Anyone praising NVidia drivers never tried to do anything serious using more than one monitor with them. My last straw was having the removal of theater mode (using Vista's WDM as an excuse - while ATI's theater mode actually works even in Vista) and the fact that 3D performance is halved in rotated/extended displays.


You need a 3rd party tool to force AF in games? Isn't there an option for this in the NV panel?

Ofcourse there is, but nHancer is much nicer to work with and includes a bunch of other tools.
 
1-D_FTW said:
AMD/Intel/Nvdia/ATI, I'm actually agnostic when buying and want them all to go back and forth so nobody gets nutty with pricing. When I upgrade I'll buy the card that's got the best bang for the buck. But all things being close to equal, I'm gonna have preferences. Wading through hundreds and hundreds of posts trying to figure why my HDTV Wonder was a broken POS is gonna do that.
Which is exactly the opposite of what you said upstream; you were willing to take a 10% inferior product for the same price. :/

markot said:
My problem with Nvidia is the smack talking they do >.<

Theyre kinda jerks.

So yeah, landing flat on their asses would be nice for abit.
There is no problem with smack talking as long as it can be backed up. Unfortunately for Nvidia, their execution has led them down and they are not looking good. I hope they can at the least buckle up and let their product do the smack talk. After NV30, they kept quiet and we got the NV40. I want a repeat of that, please!
 
Gorgon said:
The PS4 will most likely be an updated and multicore version of Cell (something like 4 general purpose cores with an X number of SPEs around them, which means less money spent on R&D and a natural migration for devs without any new exotic architecture), a unified memory pool (ditching the XDR for GDDR) and certainly a third-party GPU from Intel, NVidea (if still an option) or AMD.

That's what I suspect
 
you guys worry too much

there's a lot of things on the graphics side for fermi too, last week's GTC is fully dedicated to general computing, since it's an event set up for that community. there's a lot of surprises in the store for the graphics side also.
 
bee said:
gtx 295 is now £10 less in UK than a ati 5870 :O , won't be buying though

It'd have to be a good £50 less to even be worth considering imo, far too many drawbacks. Still it does make you wonder how Nvidia are selling are card with two chips that are both individualy larger than a 5870 for less money. They've got to be taking a bath on that.


Kirashi said:
you guys worry too much

there's a lot of things on the graphics side for fermi too, last week's GTC is fully dedicated to general computing, since it's an event set up for that community. there's a lot of surprises in the store for the graphics side also.

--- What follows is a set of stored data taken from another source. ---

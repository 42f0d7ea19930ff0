//! Human-readable console trace printed for each request and response.

use std::collections::btree_map::Entry;
use std::collections::BTreeMap;
use std::fmt;

use chrono::{DateTime, Local};

use crate::envelope::Envelope;
use crate::method::EchoMethod;

/// Visual separator opening every request trace.
pub const SEPARATOR_WIDTH: usize = 50;

/// Snapshot of an inbound request for the operator's console.
#[derive(Debug, Clone)]
pub struct RequestTrace {
    pub received_at: DateTime<Local>,
    pub method: EchoMethod,
    pub path: String,
    pub headers: BTreeMap<String, String>,
    pub body: Option<String>,
}

impl RequestTrace {
    /// Start a trace stamped with the current local time.
    ///
    /// Header names are lower-cased; a name seen more than once has its
    /// values joined with `", "`.
    pub fn new<'a, I>(method: EchoMethod, path: &str, headers: I) -> Self
    where
        I: IntoIterator<Item = (&'a str, String)>,
    {
        let mut map: BTreeMap<String, String> = BTreeMap::new();
        for (name, value) in headers {
            match map.entry(name.to_ascii_lowercase()) {
                Entry::Occupied(mut entry) => {
                    let existing = entry.get_mut();
                    existing.push_str(", ");
                    existing.push_str(&value);
                }
                Entry::Vacant(entry) => {
                    entry.insert(value);
                }
            }
        }
        RequestTrace {
            received_at: Local::now(),
            method,
            path: path.to_string(),
            headers: map,
            body: None,
        }
    }

    pub fn with_body(mut self, body: String) -> Self {
        self.body = Some(body);
        self
    }
}

impl fmt::Display for RequestTrace {
    fn fmt(&self, f: &mut fmt::Formatter<'_>) -> fmt::Result {
        writeln!(f)?;
        writeln!(f, "{}", "=".repeat(SEPARATOR_WIDTH))?;
        writeln!(f, "[{}]", self.received_at.format("%Y-%m-%d %H:%M:%S"))?;
        writeln!(f, "Method: {}", self.method)?;
        writeln!(f, "Path: {}", self.path)?;
        let headers = serde_json::to_string(&self.headers).map_err(|_| fmt::Error)?;
        write!(f, "Headers: {headers}")?;
        if let Some(body) = &self.body {
            write!(f, "\nBody: {body}")?;
        }
        Ok(())
    }
}

/// Console line for an outgoing envelope.
pub struct ResponseTrace<'a>(pub &'a Envelope);

impl fmt::Display for ResponseTrace<'_> {
    fn fmt(&self, f: &mut fmt::Formatter<'_>) -> fmt::Result {
        let json = serde_json::to_string(self.0).map_err(|_| fmt::Error)?;
        write!(f, "Response: {json}")
    }
}

/// A request trace and, when one was sent, its envelope.
///
/// Rendered as a single block so that one request's lines are written
/// together.
pub struct ExchangeTrace<'a> {
    pub request: &'a RequestTrace,
    pub response: Option<&'a Envelope>,
}

impl fmt::Display for ExchangeTrace<'_> {
    fn fmt(&self, f: &mut fmt::Formatter<'_>) -> fmt::Result {
        write!(f, "{}", self.request)?;
        if let Some(envelope) = self.response {
            write!(f, "\n{}", ResponseTrace(envelope))?;
        }
        Ok(())
    }
}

Nice to hear, I question the smarts of announcing Fermi the way it was, it was always going to receive a backlash from gamers, and the enthusiast press, giving gaming a backseat like that but if there's still good news to come then all is not lost. There's still time to turn this around, I guess we've just got to get used to being "second class citizens", and who can blame Nvidia for that, they're not going to be earning 2000%+ margins in the gaming space like they very well could in the HPC space.

Its a very interesting architecture, and the potential really is massive, its all about timing really, and whether sacrificing some marketshare in the gaming space is worth the potential benefits elsewhere.

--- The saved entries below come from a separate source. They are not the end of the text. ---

use echo_server::{banner::banner, logging, Config, ServerError};
use tokio::net::TcpListener;
use tracing::{error, info};

#[tokio::main]
async fn main() -> Result<(), ServerError> {
    logging::init();

    let config = Config::default();
    let addr = config.bind_addr();
    let listener = TcpListener::bind(&addr)
        .await
        .map_err(|source| ServerError::Bind {
            addr: addr.clone(),
            source,
        })?;

    println!("{}", banner(&config));
    info!(%addr, "listening");

    echo_server::run_until(listener, shutdown_signal()).await?;

    println!("\n\nServer stopped.");
    info!("shut down");
    Ok(())
}

async fn shutdown_signal() {
    match tokio::signal::ctrl_c().await {
        Ok(()) => info!("interrupt received, stopping listener"),
        Err(err) => {
            // Without a signal handler the only way out is killing the process.
            error!(%err, "failed to install Ctrl-C handler");
            std::future::pending::<()>().await;
        }
    }
}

Ignore irfan, he's an enthusiastic guy but I'm sure even he'll admit he shares a love for hyperbole and shock with Charlie. Heck, I even I like to see the panic and stunned reactions that shocking rumours can bring to the masses.
 
irfan said:
Which is exactly the opposite of what you said upstream; you were willing to take a 10% inferior product for the same price. :/

Chill out. And I don't really consider 10 percent to be a huge difference. My biggest measurement when buying is performance/watt. Lots of things go into what I buy. My last four cards have been two from ATI and two from Nvidia (plus an ATI HDTV Wonder)... which is probably more platform neutrality than you can claim.
 
fermi has been more than 4 years in works, i'd say (my view doesn't represent my employer's view of course) it'd be pretty hard to see exactly what happens during holiday season 2009 back in 2005.

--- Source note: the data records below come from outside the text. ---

//! The six HTTP verbs the echo responder answers.
//!
//! # Design
//! Dispatch happens on this enum rather than on raw method strings, so every
//! per-method decision (does it read a body, which status tag it reports)
//! is an exhaustive `match`. Anything outside the six verbs fails to parse
//! and is left to the HTTP stack's 405 path.

use std::fmt;
use std::str::FromStr;

use crate::error::UnsupportedMethod;

/// HTTP method accepted by the echo responder.
#[derive(Debug, Clone, Copy, PartialEq, Eq, Hash)]
pub enum EchoMethod {
    Get,
    Post,
    Put,
    Delete,
    Patch,
    Options,
}

impl EchoMethod {
    /// Every supported verb, in the order advertised by `Allow`.
    pub const ALL: [EchoMethod; 6] = [
        EchoMethod::Get,
        EchoMethod::Post,
        EchoMethod::Put,
        EchoMethod::Delete,
        EchoMethod::Patch,
        EchoMethod::Options,
    ];

    pub fn as_str(self) -> &'static str {
        match self {
            EchoMethod::Get => "GET",
            EchoMethod::Post => "POST",
            EchoMethod::Put => "PUT",
            EchoMethod::Delete => "DELETE",
            EchoMethod::Patch => "PATCH",
            EchoMethod::Options => "OPTIONS",
        }
    }

    /// Whether the request body is read and printed to the console.
    pub fn reads_body(self) -> bool {
        matches!(self, EchoMethod::Post | EchoMethod::Put | EchoMethod::Patch)
    }

    /// Whether the body is echoed back under `received_data`.
    ///
    /// Only POST does. PUT and PATCH read and log the body but leave it out
    /// of the envelope.
    pub fn echoes_body(self) -> bool {
        matches!(self, EchoMethod::Post)
    }

    /// The `status` tag of the JSON envelope, or `None` for OPTIONS which
    /// answers with headers only.
    pub fn status_tag(self) -> Option<&'static str> {
        match self {
            EchoMethod::Get => Some("success"),
            EchoMethod::Post => Some("received"),
            EchoMethod::Put => Some("updated"),
            EchoMethod::Delete => Some("deleted"),
            EchoMethod::Patch => Some("patched"),
            EchoMethod::Options => None,
        }
    }

    /// Value for the `Allow` and `Access-Control-Allow-Methods` headers.
    pub fn allow_header_value() -> String {
        EchoMethod::ALL
            .iter()
            .map(|m| m.as_str())
            .collect::<Vec<_>>()
            .join(", ")
    }
}

impl fmt::Display for EchoMethod {
    fn fmt(&self, f: &mut fmt::Formatter<'_>) -> fmt::Result {
        f.write_str(self.as_str())
    }
}

impl FromStr for EchoMethod {
    type Err = UnsupportedMethod;

    /// Method names are case-sensitive on the wire, so only the upper-case
    /// spelling matches.
    fn from_str(s: &str) -> Result<Self, Self::Err> {
        EchoMethod::ALL
            .into_iter()
            .find(|m| m.as_str() == s)
            .ok_or_else(|| UnsupportedMethod(s.to_string()))
    }
}

#[cfg(test)]
mod tests {
    use super::*;

    #[test]
    fn parses_every_supported_verb() {
        for method in EchoMethod::ALL {
            assert_eq!(method.as_str().parse::<EchoMethod>().unwrap(), method);
        }
    }

    #[test]
    fn rejects_unknown_and_lowercase_verbs() {
        let err = "HEAD".parse::<EchoMethod>().unwrap_err();
        assert_eq!(err, UnsupportedMethod("HEAD".to_string()));
        assert!("get".parse::<EchoMethod>().is_err());
        assert!("".parse::<EchoMethod>().is_err());
    }

    #[test]
    fn only_post_put_patch_read_a_body() {
        let readers: Vec<_> = EchoMethod::ALL.into_iter().filter(|m| m.reads_body()).collect();
        assert_eq!(readers, vec![EchoMethod::Post, EchoMethod::Put, EchoMethod::Patch]);
    }

    #[test]
    fn only_post_echoes_its_body() {
        assert!(EchoMethod::Post.echoes_body());
        assert!(!EchoMethod::Put.echoes_body());
        assert!(!EchoMethod::Patch.echoes_body());
    }

    #[test]
    fn status_tags_match_wire_table() {
        assert_eq!(EchoMethod::Get.status_tag(), Some("success"));
        assert_eq!(EchoMethod::Post.status_tag(), Some("received"));
        assert_eq!(EchoMethod::Put.status_tag(), Some("updated"));
        assert_eq!(EchoMethod::Delete.status_tag(), Some("deleted"));
        assert_eq!(EchoMethod::Patch.status_tag(), Some("patched"));
        assert_eq!(EchoMethod::Options.status_tag(), None);
    }

    #[test]
    fn allow_header_lists_six_verbs_in_order() {
        assert_eq!(
            EchoMethod::allow_header_value(),
            "GET, POST, PUT, DELETE, PATCH, OPTIONS"
        );
    }
}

the purpose of fermi isn't only to bring better graphics for games, it is to expand the serviceable market for future developement.

with the amount of money it is required to develope a new chip now days and the eventual limitation of the current architecture. gaming revenue isn't going to be able to prop up developement cost anymore.

i'd even go as far as to say that if both GPU company doesn't do something major in the next 3-5 years, they probably won't exist in the future. (well technically ATI already doesn't exist). fermi is a great gpu, it's also more than a gpu, i am not sure why "gamers" are butthurt at this point because you are alienated? no you aren't alienated, it's just that to be able to develope more great products in the future in a sustainable manner, more needs to be done, gpu needs to do more than just render awesome 3d.
 
Kirashi said:
fermi is a great gpu, it's also more than a gpu, i am not sure why "gamers" are butthurt at this point because you are alienated? no you aren't alienated, it's just that to be able to develope more great products in the future in a sustainable manner, more needs to be done, gpu needs to do more than just render awesome 3d.
It's pretty simple, really -- most gamers don't need a graphics card for anything more than games, and if I'm going to spend $200-600 on a product, I'd rather not pay for features or hardware that I'm not going to use.

I understand why Nvidia wants to broaden its target audience, and I'm certainly interested in watching the progress of the GPGPU field as it matures, but I don't want to personally invest in that. If Fermi can deliver competitive gaming performance/dollar and performance/watt, then I'll give it a fair look. But given the past generation and the different approaches taken by Nvidia/ATI, I'm going to be skeptical until we see the actual product, and I assume that most "butthurt" gamers feel the same.
 
1-D_FTW said:
Chill out. And I don't really consider 10 percent to be a huge difference. My biggest measurement when buying is performance/watt. Lots of things go into what I buy. My last four cards have been two from ATI and two from Nvidia (plus an ATI HDTV Wonder)... which is probably more platform neutrality than you can claim.
You are right; Ti 4200, 9800 Pro, 7600GT, 8800GT & 9800GTX. I'm not as platform neutral as you but I'm more open in the sense I'm willing to try new products if they offer real good bang for buck and or killer features.

Kirashi said:
fermi has been more than 4 years in works, i'd say (my view doesn't represent my employer's view of course) it'd be pretty hard to see exactly what happens during holiday season 2009 back in 2005.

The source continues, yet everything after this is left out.